Pienso que debería ser una sociedad “a la medida de las personas”, no solo de las mayores. Personas todas frágiles, vulnerables e interdependientes, que necesitamos apoyos en todas las etapas de nuestra vida, en algunos momentos con más intensidad que otros: cuando somos niños, cuando padecemos una enfermedad o sufrimos una desgracia, cuando tenemos un deterioro físico o cognitivo, cuando tenemos una diversidad funcional. Pero a fin de cuentas, una sociedad donde nos configuremos no cómo átomos o individuos aislados sino como elementos interconectados dentro de una compleja red que sustenta la vida mediante el cuidado y la ayuda mutua. Ello requiere, en consecuencia y como hemos venido comentando, un refuerzo de los vínculos comunitarios, un reparto equitativo y con apoyos institucionales de las tareas de cuidado y una tecnología que nos sirva realmente para mejorar nuestras relaciones sociales.

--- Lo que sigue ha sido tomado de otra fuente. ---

use iced::Subscription;
use iced::advanced::subscription::{self, EventStream, Hasher, Recipe};
use iced::futures::StreamExt;
use iced::futures::channel::mpsc::{self, Sender};
use iced::futures::stream::{self, BoxStream};
use prompter_core::sync::DisplayCommand;
use std::any::TypeId;
use std::collections::VecDeque;
use std::hash::Hash;
use std::io::BufRead;
use std::sync::{Arc, Mutex, MutexGuard};
use tracing::{debug, trace, warn};

#[derive(Debug, Clone, PartialEq)]
pub enum InboxEvent {
    Command(DisplayCommand),
    /// A line that did not decode; carries the reason.
    Malformed(String),
    /// Stdin reached EOF: the primary window is gone.
    Closed,
}

impl InboxEvent {
    fn from_line(line: &str) -> Option<Self> {
        if line.trim().is_empty() {
            return None;
        }
        Some(match DisplayCommand::decode_line(line) {
            Ok(command) => InboxEvent::Command(command),
            Err(err) => InboxEvent::Malformed(err.to_string()),
        })
    }
}

/// Events waiting for the UI. Only the newest snapshot is kept; control
/// commands are never dropped.
#[derive(Debug, Default)]
struct InboxQueue {
    snapshot: Option<InboxEvent>,
    controls: VecDeque<InboxEvent>,
    closed: bool,
}

impl InboxQueue {
    fn push(&mut self, event: InboxEvent) {
        match event {
            InboxEvent::Command(DisplayCommand::Snapshot(_)) => {
                if self.snapshot.replace(event).is_some() {
                    trace!("Replaced pending snapshot");
                }
            }
            InboxEvent::Closed => self.closed = true,
            other => self.controls.push_back(other),
        }
    }

    /// Newest snapshot first, then controls in arrival order, then `Closed`.
    fn drain(&mut self) -> Vec<InboxEvent> {
        let mut events: Vec<InboxEvent> = self.snapshot.take().into_iter().collect();
        events.extend(self.controls.drain(..));
        if std::mem::take(&mut self.closed) {
            events.push(InboxEvent::Closed);
        }
        events
    }
}

fn lock(queue: &Mutex<InboxQueue>) -> MutexGuard<'_, InboxQueue> {
    queue.lock().unwrap_or_else(|poisoned| poisoned.into_inner())
}

/// Stdin of the external display process as a subscription.
struct StdinRecipe;

impl Recipe for StdinRecipe {
    type Output = InboxEvent;

    fn hash(&self, state: &mut Hasher) {
        TypeId::of::<Self>().hash(state);
    }

    fn stream(self: Box<Self>, _input: EventStream) -> BoxStream<'static, Self::Output> {
        let queue = Arc::new(Mutex::new(InboxQueue::default()));
        let (wake, woken) = mpsc::channel(1);
        let reader_queue = Arc::clone(&queue);
        let spawned = std::thread::Builder::new()
            .name("display-inbox".to_string())
            .spawn(move || forward_lines(std::io::stdin().lock(), &reader_queue, wake));
        match spawned {
            Ok(_) => woken
                .flat_map(move |()| stream::iter(lock(&queue).drain()))
                .boxed(),
            Err(err) => {
                warn!("Unable to start stdin reader: {err}");
                stream::iter([InboxEvent::Closed]).boxed()
            }
        }
    }
}

pub fn display_inbox() -> Subscription<InboxEvent> {
    subscription::from_recipe(StdinRecipe)
}

/// Queue every decoded line and wake the UI, then queue a final `Closed`.
/// A full wake channel means a drain is already pending.
fn forward_lines(reader: impl BufRead, queue: &Mutex<InboxQueue>, mut wake: Sender<()>) {
    for line in reader.lines() {
        let line = match line {
            Ok(line) => line,
            Err(err) => {
                warn!("Failed to read from stdin: {err}");
                break;
            }
        };
        let Some(event) = InboxEvent::from_line(&line) else {
            continue;
        };
        lock(queue).push(event);
        if let Err(err) = wake.try_send(()) {
            if err.is_disconnected() {
                debug!("Inbox receiver dropped; stopping stdin reader");
                return;
            }
        }
    }
    lock(queue).push(InboxEvent::Closed);
    let _ = wake.try_send(());
}
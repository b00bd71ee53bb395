use super::host::{HostError, SecondaryStatus, WindowHost};
use super::schedule::{SendReason, SyncSchedule};
use super::signal::ChangeSignal;
use super::snapshot::{DisplayCommand, SyncSnapshot};
use crate::store::{AppState, PromptStore, SubscriptionId};
use std::time::Instant;
use tracing::{debug, info, warn};

/// Primary-side replication to the external display.
///
/// While the display is open the publisher holds one store subscription whose
/// only job is to raise a [`ChangeSignal`]; [`SyncPublisher::poll`] turns that
/// flag into debounced snapshot sends and adds the heartbeat.
pub struct SyncPublisher<H> {
    host: H,
    schedule: SyncSchedule,
    signal: ChangeSignal,
    subscription: Option<SubscriptionId>,
    seq: u64,
}

impl<H: WindowHost> SyncPublisher<H> {
    pub fn new(host: H, schedule: SyncSchedule) -> Self {
        Self {
            host,
            schedule,
            signal: ChangeSignal::new(),
            subscription: None,
            seq: 0,
        }
    }

    pub fn host(&self) -> &H {
        &self.host
    }

    pub fn is_open(&self) -> bool {
        self.subscription.is_some() && self.host.is_open()
    }

    /// Still subscribed to the store, even if the host has gone quiet.
    /// [`SyncPublisher::poll`] detaches once it notices.
    pub fn is_attached(&self) -> bool {
        self.subscription.is_some()
    }

    pub fn last_seq(&self) -> u64 {
        self.seq
    }

    /// Open the display, or bring it forward if it is already open.
    pub fn open_secondary(
        &mut self,
        store: &mut PromptStore,
        now: Instant,
    ) -> Result<SecondaryStatus, HostError> {
        if self.is_open() {
            if let Err(err) = self.host.send_to_secondary(&DisplayCommand::Focus) {
                debug!("Focus request not delivered: {err}");
            }
            return Ok(SecondaryStatus::Focused);
        }
        self.detach(store);

        let status = match self.host.create_secondary() {
            Ok(status) => status,
            Err(err) => {
                warn!("Unable to open external display: {err}");
                return Err(err);
            }
        };

        let signal = self.signal.clone();
        self.subscription = Some(store.subscribe(move |_| signal.raise()));
        self.signal.take();
        self.schedule.start(now);
        self.send_snapshot(store.get(), "initial");
        info!(seq = self.seq, "External display attached");
        Ok(status)
    }

    pub fn close_secondary(&mut self, store: &mut PromptStore) {
        if self.host.is_open() {
            if let Err(err) = self.host.send_to_secondary(&DisplayCommand::Shutdown) {
                debug!("Shutdown request not delivered: {err}");
            }
            self.host.close_secondary();
        }
        if self.subscription.is_some() {
            info!("External display closed from the primary window");
        }
        self.detach(store);
    }

    /// Drive the schedule. Returns the reason if a snapshot went out.
    pub fn poll(&mut self, store: &mut PromptStore, now: Instant) -> Option<SendReason> {
        self.subscription?;

        if self.host.poll_closed() || !self.host.is_open() {
            info!("External display went away; detaching");
            self.detach(store);
            return None;
        }

        if self.signal.take() {
            self.schedule.note_change(now);
        }
        let reason = self.schedule.poll(now)?;
        let label = match reason {
            SendReason::Change => "change",
            SendReason::Heartbeat => "heartbeat",
        };
        self.send_snapshot(store.get(), label);
        Some(reason)
    }

    fn send_snapshot(&mut self, state: &AppState, reason: &'static str) {
        self.seq += 1;
        let command = DisplayCommand::Snapshot(SyncSnapshot::capture(state, self.seq));
        match self.host.send_to_secondary(&command) {
            Ok(()) => debug!(seq = self.seq, reason, "Sent snapshot"),
            Err(err) => debug!(seq = self.seq, reason, "Snapshot not delivered: {err}"),
        }
    }

    fn detach(&mut self, store: &mut PromptStore) {
        if let Some(id) = self.subscription.take() {
            store.unsubscribe(id);
        }
        self.schedule.reset();
        self.signal.take();
    }
}

#[cfg(test)]
mod tests {
    use super::*;
    use crate::sync::host::DetachedHost;
    use crate::sync::testing::RecordingHost;
    use std::time::Duration;

    fn ms(value: u64) -> Duration {
        Duration::from_millis(value)
    }

    fn snapshot_seqs(host: &RecordingHost) -> Vec<u64> {
        host.sent
            .iter()
            .filter_map(|command| match command {
                DisplayCommand::Snapshot(snapshot) => Some(snapshot.seq),
                _ => None,
            })
            .collect()
    }

    #[test]
    fn opening_sends_an_immediate_snapshot_and_reopen_only_focuses() {
        let mut store = PromptStore::default();
        let mut publisher = SyncPublisher::new(RecordingHost::default(), SyncSchedule::default());
        let now = Instant::now();

        assert_eq!(
            publisher.open_secondary(&mut store, now).expect("open"),
            SecondaryStatus::Created
        );
        assert_eq!(
            publisher.open_secondary(&mut store, now).expect("refocus"),
            SecondaryStatus::Focused
        );

        let host = publisher.host();
        assert_eq!(host.created, 1);
        assert_eq!(snapshot_seqs(host), vec![1]);
        assert_eq!(host.sent.last(), Some(&DisplayCommand::Focus));
        assert_eq!(store.listener_count(), 1);
    }

    #[test]
    fn store_changes_are_debounced() {
        let mut store = PromptStore::default();
        let mut publisher = SyncPublisher::new(RecordingHost::default(), SyncSchedule::default());
        let start = Instant::now();
        publisher.open_secondary(&mut store, start).expect("open");

        for step in 0..4 {
            store.speed_up();
            assert_eq!(publisher.poll(&mut store, start + ms(step * 4)), None);
        }
        assert_eq!(
            publisher.poll(&mut store, start + ms(30)),
            Some(SendReason::Change)
        );
        assert_eq!(publisher.poll(&mut store, start + ms(40)), None);

        let host = publisher.host();
        assert_eq!(snapshot_seqs(host), vec![1, 2]);
        let Some(DisplayCommand::Snapshot(latest)) = host.sent.last() else {
            panic!("expected a snapshot");
        };
        assert_eq!(latest.playback.speed, 4.0);
    }

    #[test]
    fn heartbeat_resends_without_changes() {
        let mut store = PromptStore::default();
        let mut publisher = SyncPublisher::new(RecordingHost::default(), SyncSchedule::default());
        let start = Instant::now();
        publisher.open_secondary(&mut store, start).expect("open");

        assert_eq!(publisher.poll(&mut store, start + ms(250)), None);
        assert_eq!(
            publisher.poll(&mut store, start + ms(500)),
            Some(SendReason::Heartbeat)
        );
        assert_eq!(snapshot_seqs(publisher.host()), vec![1, 2]);
    }

    #[test]
    fn external_close_unsubscribes_and_stops_sending() {
        let mut store = PromptStore::default();
        let mut publisher = SyncPublisher::new(RecordingHost::default(), SyncSchedule::default());
        let start = Instant::now();
        publisher.open_secondary(&mut store, start).expect("open");

        publisher.host.simulate_user_close();
        assert_eq!(publisher.poll(&mut store, start + ms(5)), None);
        assert_eq!(store.listener_count(), 0);
        assert!(!publisher.is_open());

        store.toggle_play();
        assert_eq!(publisher.poll(&mut store, start + ms(600)), None);
        assert_eq!(snapshot_seqs(publisher.host()), vec![1]);
    }

    #[test]
    fn reopening_after_close_creates_a_fresh_window() {
        let mut store = PromptStore::default();
        let mut publisher = SyncPublisher::new(RecordingHost::default(), SyncSchedule::default());
        let start = Instant::now();
        publisher.open_secondary(&mut store, start).expect("open");
        publisher.close_secondary(&mut store);
        assert_eq!(store.listener_count(), 0);

        assert_eq!(
            publisher.open_secondary(&mut store, start + ms(100)).expect("reopen"),
            SecondaryStatus::Created
        );
        let host = publisher.host();
        assert_eq!(host.created, 2);
        assert!(host.sent.contains(&DisplayCommand::Shutdown));
        assert_eq!(snapshot_seqs(host), vec![1, 2]);
    }

    #[test]
    fn reopening_a_silently_dead_host_keeps_one_listener() {
        let mut store = PromptStore::default();
        let mut publisher = SyncPublisher::new(RecordingHost::default(), SyncSchedule::default());
        let start = Instant::now();
        publisher.open_secondary(&mut store, start).expect("open");

        // Pipe broke; no close notification was observed yet.
        publisher.host.open = false;
        assert!(publisher.is_attached());
        assert!(!publisher.is_open());

        publisher.open_secondary(&mut store, start + ms(50)).expect("reopen");
        assert_eq!(store.listener_count(), 1);
        assert_eq!(publisher.host().created, 2);
    }

    #[test]
    fn detached_host_is_a_quiet_noop() {
        let mut store = PromptStore::default();
        let mut publisher = SyncPublisher::new(DetachedHost, SyncSchedule::default());
        let now = Instant::now();

        assert!(matches!(
            publisher.open_secondary(&mut store, now),
            Err(HostError::Unavailable)
        ));
        assert_eq!(store.listener_count(), 0);
        store.toggle_play();
        assert_eq!(publisher.poll(&mut store, now + ms(1_000)), None);
        publisher.close_secondary(&mut store);
    }
}
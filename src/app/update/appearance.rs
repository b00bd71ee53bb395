use super::super::state::App;
use prompter_core::{CueStyle, SettingsPatch};
use tracing::{debug, info};

impl App {
    pub(super) fn handle_font_size_changed(&mut self, size: u32) {
        debug!(
            old = self.store.get().settings.font_size,
            new = size,
            "Font size changed"
        );
        self.store.update_settings(SettingsPatch {
            font_size: Some(size),
            ..SettingsPatch::default()
        });
    }

    pub(super) fn handle_toggle_mirror(&mut self) {
        let mirrored = !self.store.get().settings.mirrored;
        info!(mirrored, "Toggled mirror mode");
        self.store.update_settings(SettingsPatch {
            mirrored: Some(mirrored),
            ..SettingsPatch::default()
        });
    }

    pub(super) fn handle_cue_enabled_changed(&mut self, enabled: bool) {
        self.store.update_settings(SettingsPatch {
            cue_enabled: Some(enabled),
            ..SettingsPatch::default()
        });
    }

    pub(super) fn handle_cue_style_selected(&mut self, style: CueStyle) {
        debug!(%style, "Cue style selected");
        self.store.update_settings(SettingsPatch {
            cue_style: Some(style),
            ..SettingsPatch::default()
        });
    }

    pub(super) fn handle_cue_position_changed(&mut self, position: u8) {
        self.store.update_settings(SettingsPatch {
            cue_position: Some(position),
            ..SettingsPatch::default()
        });
    }

    pub(super) fn handle_cue_color_selected(&mut self, color: String) {
        self.store.update_settings(SettingsPatch {
            cue_color: Some(color),
            ..SettingsPatch::default()
        });
    }

    pub(super) fn handle_cue_opacity_changed(&mut self, opacity: u8) {
        self.store.update_settings(SettingsPatch {
            cue_opacity: Some(opacity),
            ..SettingsPatch::default()
        });
    }

    pub(super) fn handle_cue_thickness_changed(&mut self, thickness: u8) {
        self.store.update_settings(SettingsPatch {
            cue_thickness: Some(thickness),
            ..SettingsPatch::default()
        });
    }

    pub(super) fn handle_toggle_settings(&mut self) {
        debug!("Toggled settings panel");
        self.ui.show_settings = !self.ui.show_settings;
    }

    pub(super) fn handle_toggle_sidebar(&mut self) {
        let collapsed = !self.store.get().settings.sidebar_collapsed;
        self.store.update_settings(SettingsPatch {
            sidebar_collapsed: Some(collapsed),
            ..SettingsPatch::default()
        });
    }
}
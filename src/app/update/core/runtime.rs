use super::super::super::messages::Message;
use super::super::super::state::App;
use super::super::Effect;
use crate::file_io::{open_text_file, save_text_file};
use iced::Event;
use iced::Task;
use iced::event;
use iced::keyboard;
use iced::window;
use std::time::Instant;
use tracing::{info, warn};

impl App {
    pub(super) fn run_effect(&mut self, effect: Effect) -> Task<Message> {
        match effect {
            Effect::OpenScriptFile(path) => {
                info!(path = %path.display(), "Dispatching script import task");
                let requested_path = path.clone();
                Task::perform(
                    async move { open_text_file(&requested_path).map_err(|err| format!("{err:#}")) },
                    move |result| Message::ScriptFileOpened {
                        path: path.clone(),
                        result,
                    },
                )
            }
            Effect::SaveScriptFile { content, path } => Task::perform(
                async move {
                    save_text_file(&content, &path)
                        .map(|saved| saved.saved_path)
                        .map_err(|err| format!("{err:#}"))
                },
                Message::ScriptFileSaved,
            ),
            Effect::OpenExternalDisplay => {
                self.open_external_display(Instant::now());
                Task::none()
            }
            Effect::CloseExternalDisplay => {
                self.close_external_display();
                Task::none()
            }
            Effect::SetFullscreen(fullscreen) => {
                let Some(id) = self.window_id else {
                    warn!("No window id yet; cannot change fullscreen mode");
                    return Task::none();
                };
                let mode = if fullscreen {
                    window::Mode::Fullscreen
                } else {
                    window::Mode::Windowed
                };
                window::change_mode(id, mode)
            }
            Effect::FocusWindow => match self.window_id {
                Some(id) => window::gain_focus(id),
                None => Task::none(),
            },
            Effect::QuitSafely => {
                if self.editor.dirty {
                    self.flush_editor();
                }
                self.close_external_display();
                info!(role = ?self.role, "Exiting");
                iced::exit()
            }
        }
    }
}

pub(super) fn runtime_event_to_message(
    event: Event,
    status: event::Status,
    window_id: window::Id,
) -> Option<Message> {
    if let Event::Window(window::Event::Opened { .. }) = event {
        return Some(Message::WindowOpened(window_id));
    }
    if status == event::Status::Captured {
        return None;
    }
    match event {
        Event::Window(window::Event::Resized(size)) => Some(Message::WindowResized {
            width: size.width,
            height: size.height,
        }),
        Event::Window(window::Event::CloseRequested) => Some(Message::SafeQuit),
        Event::Keyboard(keyboard::Event::KeyPressed { key, modifiers, .. }) => {
            Some(Message::KeyPressed { key, modifiers })
        }
        _ => None,
    }
}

Y porqué no decirlo, un profundo replanteamiento del sistema económico y político actual para poner a las personas (y no a las cosas, a las ganancias, al dinero) en el centro.
¿Estamos a tiempo de dar la vuelta a esta situación?
La soledad no deseada es una forma de sufrimiento social subjetivamente percibida como indeseada y sobre la que pesa el estigma del fracaso. Nos produce dolor, sufrimiento, y desasosiego. Nos priva de lo que es la esencia del ser humano: sus relaciones, sus vínculos, sus lazos con los otros, el próximo y el prójimo. La soledad tiene un enorme impacto negativo sobre la salud física y psíquica y la calidad de vida, como hemos dicho. Sufrir de soledad es mal vivir. Y debemos revertir esta situación. Estamos a tiempo.